| WHAT THE TASK ASKS |
Retype every entry in its entirety, without alteration.

| ENTRIES PROVIDED |
---------------
//! Presentation projection of the widget.
//!
//! [`WidgetView`] is a pure function of the widget state, the cached variable
//! and the resolved configuration. Renderers (terminal, JSON) only read it.

use std::fmt::Display;

use advisory_types::{Configuration, PLACEHOLDER, RemoteVariable, WidgetState, WidgetStatus};
use advisory_util::date_handling::format_epoch_millis_in;
use chrono::{Local, TimeZone};
use serde::Serialize;

use super::controller::WidgetController;

pub const TITLE: &str = "Desktop Advisory Message";

#[derive(Debug, Clone, PartialEq, Eq, Serialize)]
pub struct MetadataField {
    pub label: &'static str,
    pub value: String,
}

/// Edit surface as the operator sees it.
#[derive(Debug, Clone, PartialEq, Eq, Serialize)]
#[serde(tag = "state", rename_all = "snake_case")]
pub enum EditSurface {
    /// Editing is not permitted; no edit action is offered.
    Unavailable,
    /// Edit action offered, surface closed.
    Closed,
    Open { draft: String, save_enabled: bool },
}

#[derive(Debug, Clone, PartialEq, Eq, Serialize)]
pub struct WidgetView {
    pub title: &'static str,
    pub status: WidgetStatus,
    pub status_text: &'static str,
    pub message: String,
    pub metadata: Vec<MetadataField>,
    pub error: Option<String>,
    pub edit: EditSurface,
}

impl WidgetView {
    /// Project the controller with timestamps in the host's local time zone.
    pub fn from_controller(controller: &WidgetController) -> Self {
        Self::project(
            controller.state(),
            controller.snapshot(),
            &controller.configuration(),
            controller.is_saving(),
            &Local,
        )
    }

    pub fn project<Tz>(
        state: &WidgetState,
        snapshot: Option<&RemoteVariable>,
        config: &Configuration,
        saving: bool,
        zone: &Tz,
    ) -> Self
    where
        Tz: TimeZone,
        Tz::Offset: Display,
    {
        let message = snapshot
            .map(|variable| variable.default_value.as_str())
            .filter(|value| !value.trim().is_empty())
            .unwrap_or(PLACEHOLDER)
            .to_string();

        let field = |value: Option<String>| value.unwrap_or_else(|| PLACEHOLDER.to_string());
        let metadata = vec![
            MetadataField {
                label: "Variable ID",
                value: field(snapshot.map(|variable| variable.id.clone())),
            },
            MetadataField {
                label: "Name",
                value: field(snapshot.map(|variable| variable.name.clone())),
            },
            MetadataField {
                label: "Active",
                value: field(snapshot.and_then(|variable| variable.active).map(|active| active.to_string())),
            },
            MetadataField {
                label: "Last Updated",
                value: field(snapshot.and_then(|variable| format_epoch_millis_in(variable.last_updated_time, zone))),
            },
        ];

        let edit = match (config.edit_allowed, state.edit_open) {
            (false, _) => EditSurface::Unavailable,
            (true, false) => EditSurface::Closed,
            (true, true) => EditSurface::Open {
                draft: state.draft_value.clone(),
                save_enabled: !saving,
            },
        };

        Self {
            title: TITLE,
            status: state.status,
            status_text: state.status.label(),
            message,
            metadata,
            error: state.last_error.clone(),
            edit,
        }
    }

    pub fn metadata_value(&self, label: &str) -> Option<&str> {
        self.metadata
            .iter()
            .find(|field| field.label == label)
            .map(|field| field.value.as_str())
    }

    /// Plain-text rendering used by one-shot commands.
    pub fn to_text(&self) -> String {
        let mut lines = vec![
            self.title.to_string(),
            format!("Status: {}", self.status_text),
            format!("Message: {}", self.message),
        ];
        for field in &self.metadata {
            lines.push(format!("{}: {}", field.label, field.value));
        }
        if let Some(error) = &self.error {
            lines.push(error.clone());
        }
        lines.join("\n")
    }
}

#[cfg(test)]
mod tests {
    use super::*;
    use advisory_types::ConfigSource;
    use chrono::Utc;

    fn config(edit_allowed: bool) -> Configuration {
        let mut config = ConfigSource::default().resolve();
        config.edit_allowed = edit_allowed;
        config
    }

    fn greeting() -> RemoteVariable {
        RemoteVariable {
            id: "v1".into(),
            name: "Greeting".into(),
            default_value: "Hello".into(),
            active: Some(true),
            last_updated_time: Some(1_700_000_000_000),
        }
    }

    #[test]
    fn projects_a_fetched_variable() {
        let state = WidgetState {
            status: WidgetStatus::UpToDate,
            ..WidgetState::default()
        };
        let view = WidgetView::project(&state, Some(&greeting()), &config(false), false, &Utc);

        assert_eq!(view.message, "Hello");
        assert_eq!(view.status_text, "Up to date");
        assert_eq!(view.metadata_value("Variable ID"), Some("v1"));
        assert_eq!(view.metadata_value("Name"), Some("Greeting"));
        assert_eq!(view.metadata_value("Active"), Some("true"));
        assert_eq!(view.metadata_value("Last Updated"), Some("2023-11-14 22:13:20"));
        assert_eq!(view.error, None);
        assert_eq!(view.edit, EditSurface::Unavailable);
    }

    #[test]
    fn never_fetched_shows_placeholders() {
        let view = WidgetView::project(&WidgetState::default(), None, &config(true), false, &Utc);
        assert_eq!(view.status_text, "Idle");
        assert_eq!(view.message, PLACEHOLDER);
        assert!(view.metadata.iter().all(|field| field.value == PLACEHOLDER));
        assert_eq!(view.edit, EditSurface::Closed);
    }

    #[test]
    fn blank_message_and_bad_timestamp_fall_back() {
        let variable = RemoteVariable {
            default_value: "   ".into(),
            active: None,
            last_updated_time: Some(i64::MAX),
            ..greeting()
        };
        let view = WidgetView::project(&WidgetState::default(), Some(&variable), &config(false), false, &Utc);
        assert_eq!(view.message, PLACEHOLDER);
        assert_eq!(view.metadata_value("Active"), Some(PLACEHOLDER));
        assert_eq!(view.metadata_value("Last Updated"), Some(PLACEHOLDER));
    }

    #[test]
    fn message_is_shown_verbatim() {
        let variable = RemoteVariable {
            default_value: "  Back at 5pm \n".into(),
            ..greeting()
        };
        let view = WidgetView::project(&WidgetState::default(), Some(&variable), &config(false), false, &Utc);
        assert_eq!(view.message, "  Back at 5pm \n");
    }

    #[test]
    fn open_editor_disables_save_while_saving() {
        let state = WidgetState {
            status: WidgetStatus::Saving,
            last_error: None,
            edit_open: true,
            draft_value: "Draft".into(),
        };
        let view = WidgetView::project(&state, Some(&greeting()), &config(true), true, &Utc);
        assert_eq!(
            view.edit,
            EditSurface::Open {
                draft: "Draft".into(),
                save_enabled: false
            }
        );
        assert_eq!(view.status_text, "Saving…");
    }

    #[test]
    fn error_banner_follows_last_error() {
        let state = WidgetState {
            status: WidgetStatus::Error,
            last_error: Some("Error: 404 Not Found".into()),
            ..WidgetState::default()
        };
        let view = WidgetView::project(&state, Some(&greeting()), &config(false), false, &Utc);
        assert_eq!(view.message, "Hello");
        assert_eq!(view.error.as_deref(), Some("Error: 404 Not Found"));
        assert!(view.to_text().ends_with("Error: 404 Not Found"));
    }
}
---------------
| RESULT OF THIS TASK |
//! Presentation projection of the widget.
//!
//! [`WidgetView`] is a pure function of the widget state, the cached variable
//! and the resolved configuration. Renderers (terminal, JSON) only read it.

use std::fmt::Display;

use advisory_types::{Configuration, PLACEHOLDER, RemoteVariable, WidgetState, WidgetStatus};
use advisory_util::date_handling::format_epoch_millis_in;
use chrono::{Local, TimeZone};
use serde::Serialize;

use super::controller::WidgetController;

pub const TITLE: &str = "Desktop Advisory Message";

#[derive(Debug, Clone, PartialEq, Eq, Serialize)]
pub struct MetadataField {
    pub label: &'static str,
    pub value: String,
}

/// Edit surface as the operator sees it.
#[derive(Debug, Clone, PartialEq, Eq, Serialize)]
#[serde(tag = "state", rename_all = "snake_case")]
pub enum EditSurface {
    /// Editing is not permitted; no edit action is offered.
    Unavailable,
    /// Edit action offered, surface closed.
    Closed,
    Open { draft: String, save_enabled: bool },
}

#[derive(Debug, Clone, PartialEq, Eq, Serialize)]
pub struct WidgetView {
    pub title: &'static str,
    pub status: WidgetStatus,
    pub status_text: &'static str,
    pub message: String,
    pub metadata: Vec<MetadataField>,
    pub error: Option<String>,
    pub edit: EditSurface,
}

impl WidgetView {
    /// Project the controller with timestamps in the host's local time zone.
    pub fn from_controller(controller: &WidgetController) -> Self {
        Self::project(
            controller.state(),
            controller.snapshot(),
            &controller.configuration(),
            controller.is_saving(),
            &Local,
        )
    }

    pub fn project<Tz>(
        state: &WidgetState,
        snapshot: Option<&RemoteVariable>,
        config: &Configuration,
        saving: bool,
        zone: &Tz,
    ) -> Self
    where
        Tz: TimeZone,
        Tz::Offset: Display,
    {
        let message = snapshot
            .map(|variable| variable.default_value.as_str())
            .filter(|value| !value.trim().is_empty())
            .unwrap_or(PLACEHOLDER)
            .to_string();

        let field = |value: Option<String>| value.unwrap_or_else(|| PLACEHOLDER.to_string());
        let metadata = vec![
            MetadataField {
                label: "Variable ID",
                value: field(snapshot.map(|variable| variable.id.clone())),
            },
            MetadataField {
                label: "Name",
                value: field(snapshot.map(|variable| variable.name.clone())),
            },
            MetadataField {
                label: "Active",
                value: field(snapshot.and_then(|variable| variable.active).map(|active| active.to_string())),
            },
            MetadataField {
                label: "Last Updated",
                value: field(snapshot.and_then(|variable| format_epoch_millis_in(variable.last_updated_time, zone))),
            },
        ];

        let edit = match (config.edit_allowed, state.edit_open) {
            (false, _) => EditSurface::Unavailable,
            (true, false) => EditSurface::Closed,
            (true, true) => EditSurface::Open {
                draft: state.draft_value.clone(),
                save_enabled: !saving,
            },
        };

        Self {
            title: TITLE,
            status: state.status,
            status_text: state.status.label(),
            message,
            metadata,
            error: state.last_error.clone(),
            edit,
        }
    }

    pub fn metadata_value(&self, label: &str) -> Option<&str> {
        self.metadata
            .iter()
            .find(|field| field.label == label)
            .map(|field| field.value.as_str())
    }

    /// Plain-text rendering used by one-shot commands.
    pub fn to_text(&self) -> String {
        let mut lines = vec![
            self.title.to_string(),
            format!("Status: {}", self.status_text),
            format!("Message: {}", self.message),
        ];
        for field in &self.metadata {
            lines.push(format!("{}: {}", field.label, field.value));
        }
        if let Some(error) = &self.error {
            lines.push(error.clone());
        }
        lines.join("\n")
    }
}

#[cfg(test)]
mod tests {
    use super::*;
    use advisory_types::ConfigSource;
    use chrono::Utc;

    fn config(edit_allowed: bool) -> Configuration {
        let mut config = ConfigSource::default().resolve();
        config.edit_allowed = edit_allowed;
        config
    }

    fn greeting() -> RemoteVariable {
        RemoteVariable {
            id: "v1".into(),
            name: "Greeting".into(),
            default_value: "Hello".into(),
            active: Some(true),
            last_updated_time: Some(1_700_000_000_000),
        }
    }

    #[test]
    fn projects_a_fetched_variable() {
        let state = WidgetState {
            status: WidgetStatus::UpToDate,
            ..WidgetState::default()
        };
        let view = WidgetView::project(&state, Some(&greeting()), &config(false), false, &Utc);

        assert_eq!(view.message, "Hello");
        assert_eq!(view.status_text, "Up to date");
        assert_eq!(view.metadata_value("Variable ID"), Some("v1"));
        assert_eq!(view.metadata_value("Name"), Some("Greeting"));
        assert_eq!(view.metadata_value("Active"), Some("true"));
        assert_eq!(view.metadata_value("Last Updated"), Some("2023-11-14 22:13:20"));
        assert_eq!(view.error, None);
        assert_eq!(view.edit, EditSurface::Unavailable);
    }

    #[test]
    fn never_fetched_shows_placeholders() {
        let view = WidgetView::project(&WidgetState::default(), None, &config(true), false, &Utc);
        assert_eq!(view.status_text, "Idle");
        assert_eq!(view.message, PLACEHOLDER);
        assert!(view.metadata.iter().all(|field| field.value == PLACEHOLDER));
        assert_eq!(view.edit, EditSurface::Closed);
    }

    #[test]
    fn blank_message_and_bad_timestamp_fall_back() {
        let variable = RemoteVariable {
            default_value: "   ".into(),
            active: None,
            last_updated_time: Some(i64::MAX),
            ..greeting()
        };
        let view = WidgetView::project(&WidgetState::default(), Some(&variable), &config(false), false, &Utc);
        assert_eq!(view.message, PLACEHOLDER);
        assert_eq!(view.metadata_value("Active"), Some(PLACEHOLDER));
        assert_eq!(view.metadata_value("Last Updated"), Some(PLACEHOLDER));
    }

    #[test]
    fn message_is_shown_verbatim() {
        let variable = RemoteVariable {
            default_value: "  Back at 5pm \n".into(),
            ..greeting()
        };
        let view = WidgetView::project(&WidgetState::default(), Some(&variable), &config(false), false, &Utc);
        assert_eq!(view.message, "  Back at 5pm \n");
    }

    #[test]
    fn open_editor_disables_save_while_saving() {
        let state = WidgetState {
            status: WidgetStatus::Saving,
            last_error: None,
            edit_open: true,
            draft_value: "Draft".into(),
        };
        let view = WidgetView::project(&state, Some(&greeting()), &config(true), true, &Utc);
        assert_eq!(
            view.edit,
            EditSurface::Open {
                draft: "Draft".into(),
                save_enabled: false
            }
        );
        assert_eq!(view.status_text, "Saving…");
    }

    #[test]
    fn error_banner_follows_last_error() {
        let state = WidgetState {
            status: WidgetStatus::Error,
            last_error: Some("Error: 404 Not Found".into()),
            ..WidgetState::default()
        };
        let view = WidgetView::project(&state, Some(&greeting()), &config(false), false, &Utc);
        assert_eq!(view.message, "Hello");
        assert_eq!(view.error.as_deref(), Some("Error: 404 Not Found"));
        assert!(view.to_text().ends_with("Error: 404 Not Found"));
    }
}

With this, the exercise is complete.